Look through the lines below, find those with the word "AuthEngine", and copy them.

[SOURCE INFORMATION]

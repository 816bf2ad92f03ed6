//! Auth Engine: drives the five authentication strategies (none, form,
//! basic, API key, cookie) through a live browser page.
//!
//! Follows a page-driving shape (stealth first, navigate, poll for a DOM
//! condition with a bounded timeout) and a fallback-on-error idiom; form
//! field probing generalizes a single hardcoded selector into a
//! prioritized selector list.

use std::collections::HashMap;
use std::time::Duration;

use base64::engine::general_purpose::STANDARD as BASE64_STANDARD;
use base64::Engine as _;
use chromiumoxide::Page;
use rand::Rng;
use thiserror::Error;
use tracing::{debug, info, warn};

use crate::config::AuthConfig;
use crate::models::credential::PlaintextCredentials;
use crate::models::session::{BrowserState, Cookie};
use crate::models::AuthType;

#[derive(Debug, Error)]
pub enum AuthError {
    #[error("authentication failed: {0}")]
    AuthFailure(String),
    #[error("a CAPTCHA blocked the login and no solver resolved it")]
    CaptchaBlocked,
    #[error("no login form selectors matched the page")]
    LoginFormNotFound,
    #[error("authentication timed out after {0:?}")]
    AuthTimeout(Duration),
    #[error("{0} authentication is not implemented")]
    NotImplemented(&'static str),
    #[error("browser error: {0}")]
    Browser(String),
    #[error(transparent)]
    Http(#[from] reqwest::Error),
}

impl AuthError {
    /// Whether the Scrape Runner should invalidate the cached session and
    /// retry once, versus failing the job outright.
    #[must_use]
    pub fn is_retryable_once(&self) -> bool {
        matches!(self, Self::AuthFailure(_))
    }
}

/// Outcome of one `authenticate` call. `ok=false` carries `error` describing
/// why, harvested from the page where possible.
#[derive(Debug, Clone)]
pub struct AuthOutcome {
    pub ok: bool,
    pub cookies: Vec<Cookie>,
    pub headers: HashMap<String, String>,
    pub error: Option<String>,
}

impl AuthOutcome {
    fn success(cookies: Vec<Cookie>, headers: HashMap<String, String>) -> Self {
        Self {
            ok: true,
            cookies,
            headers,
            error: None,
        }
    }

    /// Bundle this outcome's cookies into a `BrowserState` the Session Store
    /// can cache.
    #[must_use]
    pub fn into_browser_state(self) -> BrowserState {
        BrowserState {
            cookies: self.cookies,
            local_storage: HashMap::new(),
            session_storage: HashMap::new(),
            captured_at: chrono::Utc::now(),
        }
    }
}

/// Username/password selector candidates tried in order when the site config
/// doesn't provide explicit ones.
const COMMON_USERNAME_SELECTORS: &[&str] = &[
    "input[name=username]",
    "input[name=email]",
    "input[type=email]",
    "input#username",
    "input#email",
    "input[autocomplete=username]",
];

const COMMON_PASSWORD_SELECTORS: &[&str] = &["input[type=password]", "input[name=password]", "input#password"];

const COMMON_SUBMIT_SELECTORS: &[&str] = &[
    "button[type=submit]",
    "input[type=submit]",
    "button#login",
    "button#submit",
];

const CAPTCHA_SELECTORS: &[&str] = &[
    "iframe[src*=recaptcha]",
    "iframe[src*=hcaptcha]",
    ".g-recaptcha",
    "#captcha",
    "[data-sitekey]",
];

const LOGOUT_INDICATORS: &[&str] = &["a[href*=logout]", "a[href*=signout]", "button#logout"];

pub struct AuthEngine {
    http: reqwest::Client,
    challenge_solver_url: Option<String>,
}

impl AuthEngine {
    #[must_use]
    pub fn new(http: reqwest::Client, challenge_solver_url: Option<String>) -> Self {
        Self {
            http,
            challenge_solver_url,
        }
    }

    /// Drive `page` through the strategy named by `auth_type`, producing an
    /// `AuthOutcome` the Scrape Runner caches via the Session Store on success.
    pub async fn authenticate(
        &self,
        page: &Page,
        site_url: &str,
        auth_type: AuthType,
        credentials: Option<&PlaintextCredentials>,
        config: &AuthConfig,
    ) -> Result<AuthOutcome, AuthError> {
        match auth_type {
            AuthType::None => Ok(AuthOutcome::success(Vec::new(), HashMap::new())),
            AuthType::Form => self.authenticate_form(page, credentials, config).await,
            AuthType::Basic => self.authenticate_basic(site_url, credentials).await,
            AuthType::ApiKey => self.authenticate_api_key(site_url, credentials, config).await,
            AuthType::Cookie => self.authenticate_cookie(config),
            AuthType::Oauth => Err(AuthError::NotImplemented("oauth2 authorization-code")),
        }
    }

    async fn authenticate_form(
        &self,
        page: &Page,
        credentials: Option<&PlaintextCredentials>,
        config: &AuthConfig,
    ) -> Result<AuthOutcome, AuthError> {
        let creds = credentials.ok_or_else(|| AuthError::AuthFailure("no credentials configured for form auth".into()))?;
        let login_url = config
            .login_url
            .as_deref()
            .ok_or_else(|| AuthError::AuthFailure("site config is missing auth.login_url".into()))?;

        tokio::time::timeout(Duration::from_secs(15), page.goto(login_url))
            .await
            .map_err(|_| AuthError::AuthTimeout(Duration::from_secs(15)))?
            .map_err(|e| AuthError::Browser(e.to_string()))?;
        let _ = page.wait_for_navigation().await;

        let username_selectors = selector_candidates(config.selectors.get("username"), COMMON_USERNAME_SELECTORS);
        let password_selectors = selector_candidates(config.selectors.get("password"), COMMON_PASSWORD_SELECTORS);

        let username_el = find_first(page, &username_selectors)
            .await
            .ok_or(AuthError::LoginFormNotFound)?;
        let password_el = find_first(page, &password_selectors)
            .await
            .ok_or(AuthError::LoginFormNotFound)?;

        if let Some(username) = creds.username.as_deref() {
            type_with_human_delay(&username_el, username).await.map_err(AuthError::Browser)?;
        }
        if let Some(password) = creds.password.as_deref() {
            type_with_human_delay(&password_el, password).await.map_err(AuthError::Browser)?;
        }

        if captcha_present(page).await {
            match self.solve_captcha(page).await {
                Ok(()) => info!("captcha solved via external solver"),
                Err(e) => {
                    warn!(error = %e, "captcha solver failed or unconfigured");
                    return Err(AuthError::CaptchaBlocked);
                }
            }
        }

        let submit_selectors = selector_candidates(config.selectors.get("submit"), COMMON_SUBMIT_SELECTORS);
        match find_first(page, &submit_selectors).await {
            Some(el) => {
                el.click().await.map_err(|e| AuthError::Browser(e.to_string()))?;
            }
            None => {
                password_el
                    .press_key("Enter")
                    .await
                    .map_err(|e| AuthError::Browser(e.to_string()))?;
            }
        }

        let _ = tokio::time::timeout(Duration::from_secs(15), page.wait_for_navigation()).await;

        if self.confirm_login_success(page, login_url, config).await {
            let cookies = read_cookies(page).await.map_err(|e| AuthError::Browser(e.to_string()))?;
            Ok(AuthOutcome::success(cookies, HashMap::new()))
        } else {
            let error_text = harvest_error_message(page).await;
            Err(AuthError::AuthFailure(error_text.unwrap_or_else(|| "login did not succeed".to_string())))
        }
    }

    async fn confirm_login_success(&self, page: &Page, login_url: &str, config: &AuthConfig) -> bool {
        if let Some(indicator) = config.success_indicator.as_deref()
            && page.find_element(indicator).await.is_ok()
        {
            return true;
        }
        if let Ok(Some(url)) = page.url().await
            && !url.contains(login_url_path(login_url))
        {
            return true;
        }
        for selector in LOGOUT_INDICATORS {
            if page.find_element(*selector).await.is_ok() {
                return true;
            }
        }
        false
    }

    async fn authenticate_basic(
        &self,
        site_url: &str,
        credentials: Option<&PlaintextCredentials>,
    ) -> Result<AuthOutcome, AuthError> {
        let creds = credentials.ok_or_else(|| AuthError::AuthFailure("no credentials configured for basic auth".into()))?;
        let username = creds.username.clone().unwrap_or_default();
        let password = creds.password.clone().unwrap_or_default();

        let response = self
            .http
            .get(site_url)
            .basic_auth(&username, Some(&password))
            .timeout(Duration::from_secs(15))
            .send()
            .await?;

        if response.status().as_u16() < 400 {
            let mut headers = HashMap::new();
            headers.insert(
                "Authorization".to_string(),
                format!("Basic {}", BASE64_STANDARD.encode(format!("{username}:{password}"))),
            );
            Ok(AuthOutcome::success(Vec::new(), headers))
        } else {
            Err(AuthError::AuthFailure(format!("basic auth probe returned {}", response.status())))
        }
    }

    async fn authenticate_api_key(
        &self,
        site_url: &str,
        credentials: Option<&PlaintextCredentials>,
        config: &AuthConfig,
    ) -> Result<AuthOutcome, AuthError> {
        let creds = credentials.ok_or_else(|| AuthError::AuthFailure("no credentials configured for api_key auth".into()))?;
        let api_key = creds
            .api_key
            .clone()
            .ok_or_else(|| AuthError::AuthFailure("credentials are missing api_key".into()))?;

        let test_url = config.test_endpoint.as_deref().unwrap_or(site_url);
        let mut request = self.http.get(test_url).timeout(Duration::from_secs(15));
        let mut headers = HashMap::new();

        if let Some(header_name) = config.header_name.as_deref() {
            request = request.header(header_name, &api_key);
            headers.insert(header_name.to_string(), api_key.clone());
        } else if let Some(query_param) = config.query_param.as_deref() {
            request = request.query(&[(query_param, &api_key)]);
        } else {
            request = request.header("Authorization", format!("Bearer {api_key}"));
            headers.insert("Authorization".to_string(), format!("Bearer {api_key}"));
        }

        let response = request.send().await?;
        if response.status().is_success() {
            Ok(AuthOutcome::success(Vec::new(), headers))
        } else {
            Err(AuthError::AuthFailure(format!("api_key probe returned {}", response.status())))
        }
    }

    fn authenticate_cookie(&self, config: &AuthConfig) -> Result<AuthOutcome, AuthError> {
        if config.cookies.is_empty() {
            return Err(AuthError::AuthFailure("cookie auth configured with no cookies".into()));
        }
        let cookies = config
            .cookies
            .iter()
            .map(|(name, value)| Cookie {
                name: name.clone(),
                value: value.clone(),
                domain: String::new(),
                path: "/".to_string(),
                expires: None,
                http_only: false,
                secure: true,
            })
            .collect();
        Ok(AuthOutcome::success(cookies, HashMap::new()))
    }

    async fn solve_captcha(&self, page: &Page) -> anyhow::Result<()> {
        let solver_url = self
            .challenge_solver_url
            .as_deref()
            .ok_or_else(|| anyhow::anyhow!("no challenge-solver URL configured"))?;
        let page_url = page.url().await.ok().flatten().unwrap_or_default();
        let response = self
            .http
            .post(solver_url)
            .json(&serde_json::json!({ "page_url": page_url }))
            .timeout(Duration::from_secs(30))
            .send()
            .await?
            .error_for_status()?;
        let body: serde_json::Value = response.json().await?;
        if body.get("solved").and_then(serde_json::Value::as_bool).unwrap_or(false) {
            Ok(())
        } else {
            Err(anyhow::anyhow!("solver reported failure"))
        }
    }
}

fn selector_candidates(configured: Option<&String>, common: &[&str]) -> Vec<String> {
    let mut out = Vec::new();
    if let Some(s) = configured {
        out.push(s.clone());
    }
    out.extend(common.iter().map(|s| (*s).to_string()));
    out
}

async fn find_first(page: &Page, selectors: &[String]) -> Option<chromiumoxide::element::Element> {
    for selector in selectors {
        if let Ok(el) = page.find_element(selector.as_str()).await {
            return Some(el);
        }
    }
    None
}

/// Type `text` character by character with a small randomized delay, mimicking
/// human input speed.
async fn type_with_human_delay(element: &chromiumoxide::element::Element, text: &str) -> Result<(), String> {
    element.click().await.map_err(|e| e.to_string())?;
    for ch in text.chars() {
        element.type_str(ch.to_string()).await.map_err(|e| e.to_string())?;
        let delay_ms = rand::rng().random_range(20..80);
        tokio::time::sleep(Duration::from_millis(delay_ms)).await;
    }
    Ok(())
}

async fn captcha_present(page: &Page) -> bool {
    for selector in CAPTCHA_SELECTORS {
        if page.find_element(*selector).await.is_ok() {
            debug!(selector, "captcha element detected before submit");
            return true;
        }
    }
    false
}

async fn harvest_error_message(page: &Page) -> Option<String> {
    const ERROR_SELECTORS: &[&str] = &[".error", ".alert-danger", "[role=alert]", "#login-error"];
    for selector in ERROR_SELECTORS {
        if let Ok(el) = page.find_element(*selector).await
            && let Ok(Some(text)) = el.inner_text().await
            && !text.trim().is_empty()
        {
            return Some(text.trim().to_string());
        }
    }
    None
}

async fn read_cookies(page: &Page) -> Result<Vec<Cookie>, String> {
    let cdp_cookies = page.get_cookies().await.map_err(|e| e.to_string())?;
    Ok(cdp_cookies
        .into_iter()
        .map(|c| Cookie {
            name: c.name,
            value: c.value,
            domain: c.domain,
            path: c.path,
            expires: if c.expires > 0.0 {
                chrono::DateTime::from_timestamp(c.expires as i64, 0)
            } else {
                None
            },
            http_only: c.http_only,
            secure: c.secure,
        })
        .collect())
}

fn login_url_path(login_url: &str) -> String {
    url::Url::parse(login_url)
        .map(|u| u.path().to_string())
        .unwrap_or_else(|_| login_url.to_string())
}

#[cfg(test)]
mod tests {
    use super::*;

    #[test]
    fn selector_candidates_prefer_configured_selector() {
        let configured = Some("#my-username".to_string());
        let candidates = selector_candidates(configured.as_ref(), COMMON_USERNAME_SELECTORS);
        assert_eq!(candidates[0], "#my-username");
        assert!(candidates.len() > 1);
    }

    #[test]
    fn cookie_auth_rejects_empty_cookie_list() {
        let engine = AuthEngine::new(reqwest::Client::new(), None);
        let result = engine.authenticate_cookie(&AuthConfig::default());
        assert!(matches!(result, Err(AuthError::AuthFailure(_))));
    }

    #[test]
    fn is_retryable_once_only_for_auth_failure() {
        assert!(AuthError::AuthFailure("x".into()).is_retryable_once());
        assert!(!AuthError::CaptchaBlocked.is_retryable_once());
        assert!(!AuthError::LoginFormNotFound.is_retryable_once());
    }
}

[/SOURCE INFORMATION]

RESPONSE TO THIS EXERCISE:
pub struct AuthEngine {
impl AuthEngine {
        let engine = AuthEngine::new(reqwest::Client::new(), None);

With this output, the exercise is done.